● Dataset entries

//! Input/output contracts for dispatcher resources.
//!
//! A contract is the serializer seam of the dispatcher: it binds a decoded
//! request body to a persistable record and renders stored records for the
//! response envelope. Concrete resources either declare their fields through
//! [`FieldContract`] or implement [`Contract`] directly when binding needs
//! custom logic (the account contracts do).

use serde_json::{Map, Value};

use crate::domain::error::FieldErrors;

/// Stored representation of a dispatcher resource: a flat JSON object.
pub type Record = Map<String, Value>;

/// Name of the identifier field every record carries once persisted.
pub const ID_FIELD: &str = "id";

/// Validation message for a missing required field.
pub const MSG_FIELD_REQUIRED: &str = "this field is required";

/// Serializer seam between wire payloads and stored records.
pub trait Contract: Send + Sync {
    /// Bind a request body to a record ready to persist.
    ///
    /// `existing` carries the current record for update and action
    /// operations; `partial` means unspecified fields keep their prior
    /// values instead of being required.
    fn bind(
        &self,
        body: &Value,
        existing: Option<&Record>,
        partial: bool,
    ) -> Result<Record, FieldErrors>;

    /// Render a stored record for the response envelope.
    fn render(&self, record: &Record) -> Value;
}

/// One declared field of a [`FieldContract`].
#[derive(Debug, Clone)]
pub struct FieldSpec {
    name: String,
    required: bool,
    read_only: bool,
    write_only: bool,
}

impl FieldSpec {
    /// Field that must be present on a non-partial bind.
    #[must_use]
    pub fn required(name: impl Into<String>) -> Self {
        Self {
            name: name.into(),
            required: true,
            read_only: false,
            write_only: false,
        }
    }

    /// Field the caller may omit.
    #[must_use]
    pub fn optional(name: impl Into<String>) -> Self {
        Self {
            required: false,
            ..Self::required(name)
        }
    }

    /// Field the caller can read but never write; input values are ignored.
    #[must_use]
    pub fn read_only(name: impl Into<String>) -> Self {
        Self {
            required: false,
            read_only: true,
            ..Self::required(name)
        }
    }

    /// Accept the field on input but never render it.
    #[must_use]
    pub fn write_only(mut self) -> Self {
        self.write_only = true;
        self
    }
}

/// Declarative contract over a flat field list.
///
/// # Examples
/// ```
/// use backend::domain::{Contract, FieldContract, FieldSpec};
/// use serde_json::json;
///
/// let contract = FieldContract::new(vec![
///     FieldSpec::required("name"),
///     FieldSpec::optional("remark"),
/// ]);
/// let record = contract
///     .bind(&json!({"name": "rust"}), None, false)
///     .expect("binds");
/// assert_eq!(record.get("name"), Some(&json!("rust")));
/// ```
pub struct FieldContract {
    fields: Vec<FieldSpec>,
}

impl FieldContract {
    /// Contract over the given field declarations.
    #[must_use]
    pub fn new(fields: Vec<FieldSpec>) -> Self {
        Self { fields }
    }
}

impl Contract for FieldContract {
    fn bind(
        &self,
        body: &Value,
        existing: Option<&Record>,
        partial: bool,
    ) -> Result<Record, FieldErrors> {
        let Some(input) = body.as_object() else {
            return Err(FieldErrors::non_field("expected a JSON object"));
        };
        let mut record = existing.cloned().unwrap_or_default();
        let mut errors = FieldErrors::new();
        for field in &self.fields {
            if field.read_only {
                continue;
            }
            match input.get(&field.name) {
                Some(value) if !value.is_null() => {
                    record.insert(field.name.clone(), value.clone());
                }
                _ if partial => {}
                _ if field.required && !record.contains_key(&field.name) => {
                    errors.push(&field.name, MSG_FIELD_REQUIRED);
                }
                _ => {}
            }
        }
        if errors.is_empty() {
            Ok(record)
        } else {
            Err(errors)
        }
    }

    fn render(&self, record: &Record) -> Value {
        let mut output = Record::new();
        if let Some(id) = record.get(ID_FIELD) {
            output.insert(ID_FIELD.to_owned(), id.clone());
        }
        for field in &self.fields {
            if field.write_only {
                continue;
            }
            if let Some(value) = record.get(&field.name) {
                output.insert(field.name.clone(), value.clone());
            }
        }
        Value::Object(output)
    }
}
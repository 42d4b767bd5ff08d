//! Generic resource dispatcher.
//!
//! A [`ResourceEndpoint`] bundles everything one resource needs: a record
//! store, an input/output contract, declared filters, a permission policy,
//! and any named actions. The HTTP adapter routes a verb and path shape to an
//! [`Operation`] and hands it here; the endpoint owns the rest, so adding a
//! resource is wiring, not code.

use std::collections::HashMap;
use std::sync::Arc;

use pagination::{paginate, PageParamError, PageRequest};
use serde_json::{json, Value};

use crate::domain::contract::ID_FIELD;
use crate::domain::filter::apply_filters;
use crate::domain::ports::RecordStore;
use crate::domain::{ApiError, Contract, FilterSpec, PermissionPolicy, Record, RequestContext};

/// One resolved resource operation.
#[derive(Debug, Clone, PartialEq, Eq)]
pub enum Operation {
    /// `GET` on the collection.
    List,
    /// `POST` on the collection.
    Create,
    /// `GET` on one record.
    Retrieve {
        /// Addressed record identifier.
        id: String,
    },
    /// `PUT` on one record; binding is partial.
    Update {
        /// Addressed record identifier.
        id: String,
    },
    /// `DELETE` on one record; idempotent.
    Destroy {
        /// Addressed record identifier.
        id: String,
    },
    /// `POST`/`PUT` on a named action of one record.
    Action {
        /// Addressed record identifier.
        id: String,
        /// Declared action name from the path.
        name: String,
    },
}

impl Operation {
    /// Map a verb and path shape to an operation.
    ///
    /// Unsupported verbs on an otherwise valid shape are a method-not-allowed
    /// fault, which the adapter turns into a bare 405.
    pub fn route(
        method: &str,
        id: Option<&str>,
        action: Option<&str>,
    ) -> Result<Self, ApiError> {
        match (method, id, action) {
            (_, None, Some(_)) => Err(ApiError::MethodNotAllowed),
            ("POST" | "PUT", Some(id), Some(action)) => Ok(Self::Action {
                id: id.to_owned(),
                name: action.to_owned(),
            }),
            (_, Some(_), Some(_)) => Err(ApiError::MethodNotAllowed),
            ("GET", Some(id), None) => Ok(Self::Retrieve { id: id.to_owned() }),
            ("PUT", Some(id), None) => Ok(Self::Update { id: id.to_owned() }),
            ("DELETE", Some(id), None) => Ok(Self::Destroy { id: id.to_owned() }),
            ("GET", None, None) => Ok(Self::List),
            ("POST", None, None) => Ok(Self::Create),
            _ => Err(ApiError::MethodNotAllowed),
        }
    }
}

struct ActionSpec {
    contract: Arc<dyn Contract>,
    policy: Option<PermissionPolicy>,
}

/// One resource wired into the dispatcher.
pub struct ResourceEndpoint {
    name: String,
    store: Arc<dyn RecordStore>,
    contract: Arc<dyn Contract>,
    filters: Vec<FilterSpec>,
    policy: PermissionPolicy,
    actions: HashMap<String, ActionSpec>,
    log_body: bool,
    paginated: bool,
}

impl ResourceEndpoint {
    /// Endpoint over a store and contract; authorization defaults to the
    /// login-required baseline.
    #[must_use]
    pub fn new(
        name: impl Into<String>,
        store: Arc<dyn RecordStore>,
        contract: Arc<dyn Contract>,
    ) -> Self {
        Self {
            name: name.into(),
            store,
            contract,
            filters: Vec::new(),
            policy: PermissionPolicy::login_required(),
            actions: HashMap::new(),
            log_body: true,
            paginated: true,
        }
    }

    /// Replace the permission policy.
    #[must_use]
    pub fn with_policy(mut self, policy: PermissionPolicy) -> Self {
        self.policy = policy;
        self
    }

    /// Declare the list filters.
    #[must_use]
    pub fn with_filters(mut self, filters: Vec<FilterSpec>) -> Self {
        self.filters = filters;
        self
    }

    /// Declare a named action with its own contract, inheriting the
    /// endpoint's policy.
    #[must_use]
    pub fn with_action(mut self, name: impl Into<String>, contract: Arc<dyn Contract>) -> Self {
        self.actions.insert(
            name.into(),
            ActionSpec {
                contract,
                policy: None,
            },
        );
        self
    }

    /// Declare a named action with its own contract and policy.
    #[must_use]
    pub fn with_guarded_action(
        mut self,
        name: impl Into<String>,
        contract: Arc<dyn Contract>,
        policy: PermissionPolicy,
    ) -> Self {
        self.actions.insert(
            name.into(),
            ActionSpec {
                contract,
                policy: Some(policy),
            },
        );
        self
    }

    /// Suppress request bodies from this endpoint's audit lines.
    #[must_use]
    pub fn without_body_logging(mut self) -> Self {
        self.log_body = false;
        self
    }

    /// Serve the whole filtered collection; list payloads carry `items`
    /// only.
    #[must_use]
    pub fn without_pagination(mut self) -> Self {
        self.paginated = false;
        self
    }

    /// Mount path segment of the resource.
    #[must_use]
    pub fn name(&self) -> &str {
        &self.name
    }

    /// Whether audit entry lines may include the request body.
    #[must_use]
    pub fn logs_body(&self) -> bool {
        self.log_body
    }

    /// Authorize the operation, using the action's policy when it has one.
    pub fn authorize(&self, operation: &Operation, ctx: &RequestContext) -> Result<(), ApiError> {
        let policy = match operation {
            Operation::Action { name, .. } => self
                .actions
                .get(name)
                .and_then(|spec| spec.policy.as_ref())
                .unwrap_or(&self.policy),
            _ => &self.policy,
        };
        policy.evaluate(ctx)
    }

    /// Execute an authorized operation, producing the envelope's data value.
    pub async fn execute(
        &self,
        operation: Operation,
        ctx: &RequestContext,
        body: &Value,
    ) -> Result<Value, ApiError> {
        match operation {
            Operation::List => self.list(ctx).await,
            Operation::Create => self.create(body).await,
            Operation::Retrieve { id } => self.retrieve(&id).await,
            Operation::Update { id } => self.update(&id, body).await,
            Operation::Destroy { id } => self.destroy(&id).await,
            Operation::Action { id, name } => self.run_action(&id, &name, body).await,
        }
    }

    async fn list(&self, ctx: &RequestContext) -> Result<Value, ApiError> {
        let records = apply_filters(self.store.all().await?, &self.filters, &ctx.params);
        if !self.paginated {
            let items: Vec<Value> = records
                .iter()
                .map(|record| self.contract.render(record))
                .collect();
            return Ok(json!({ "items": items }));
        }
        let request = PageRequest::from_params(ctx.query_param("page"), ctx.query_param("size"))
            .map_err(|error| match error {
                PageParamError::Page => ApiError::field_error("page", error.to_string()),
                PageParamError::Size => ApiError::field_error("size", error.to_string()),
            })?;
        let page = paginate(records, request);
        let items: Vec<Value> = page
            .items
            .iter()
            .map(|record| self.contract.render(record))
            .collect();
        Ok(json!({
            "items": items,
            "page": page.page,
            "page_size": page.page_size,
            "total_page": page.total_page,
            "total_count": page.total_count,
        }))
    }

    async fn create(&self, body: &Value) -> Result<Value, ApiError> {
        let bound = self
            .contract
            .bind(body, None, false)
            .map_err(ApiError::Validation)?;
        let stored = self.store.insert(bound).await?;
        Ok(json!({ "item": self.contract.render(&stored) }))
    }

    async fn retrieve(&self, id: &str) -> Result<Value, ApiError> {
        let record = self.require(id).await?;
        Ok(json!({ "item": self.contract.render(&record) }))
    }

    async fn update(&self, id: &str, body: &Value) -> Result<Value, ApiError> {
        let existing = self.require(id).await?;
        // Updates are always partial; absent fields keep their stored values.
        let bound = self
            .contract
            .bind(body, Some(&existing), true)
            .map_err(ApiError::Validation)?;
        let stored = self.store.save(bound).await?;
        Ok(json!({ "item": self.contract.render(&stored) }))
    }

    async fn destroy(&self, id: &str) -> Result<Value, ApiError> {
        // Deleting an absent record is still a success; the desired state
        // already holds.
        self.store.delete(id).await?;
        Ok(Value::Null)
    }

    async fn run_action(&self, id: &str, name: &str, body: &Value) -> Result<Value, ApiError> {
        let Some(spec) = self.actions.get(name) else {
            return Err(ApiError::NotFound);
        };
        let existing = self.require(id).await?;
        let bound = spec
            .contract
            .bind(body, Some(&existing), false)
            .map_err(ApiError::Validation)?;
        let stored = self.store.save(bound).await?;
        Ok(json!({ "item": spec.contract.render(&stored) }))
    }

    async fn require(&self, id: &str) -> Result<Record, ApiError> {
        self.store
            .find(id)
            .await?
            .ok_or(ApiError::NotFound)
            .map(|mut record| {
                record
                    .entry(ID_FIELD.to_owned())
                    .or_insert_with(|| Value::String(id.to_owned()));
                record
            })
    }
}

● Exercise directions
Beginning of the records through the line with "pub const MSG_FIELD_REQUIRED: &str": return that span exactly and stop there.

● Answer
//! Input/output contracts for dispatcher resources.
//!
//! A contract is the serializer seam of the dispatcher: it binds a decoded
//! request body to a persistable record and renders stored records for the
//! response envelope. Concrete resources either declare their fields through
//! [`FieldContract`] or implement [`Contract`] directly when binding needs
//! custom logic (the account contracts do).

use serde_json::{Map, Value};

use crate::domain::error::FieldErrors;

/// Stored representation of a dispatcher resource: a flat JSON object.
pub type Record = Map<String, Value>;

/// Name of the identifier field every record carries once persisted.
pub const ID_FIELD: &str = "id";

/// Validation message for a missing required field.
pub const MSG_FIELD_REQUIRED: &str = "this field is required";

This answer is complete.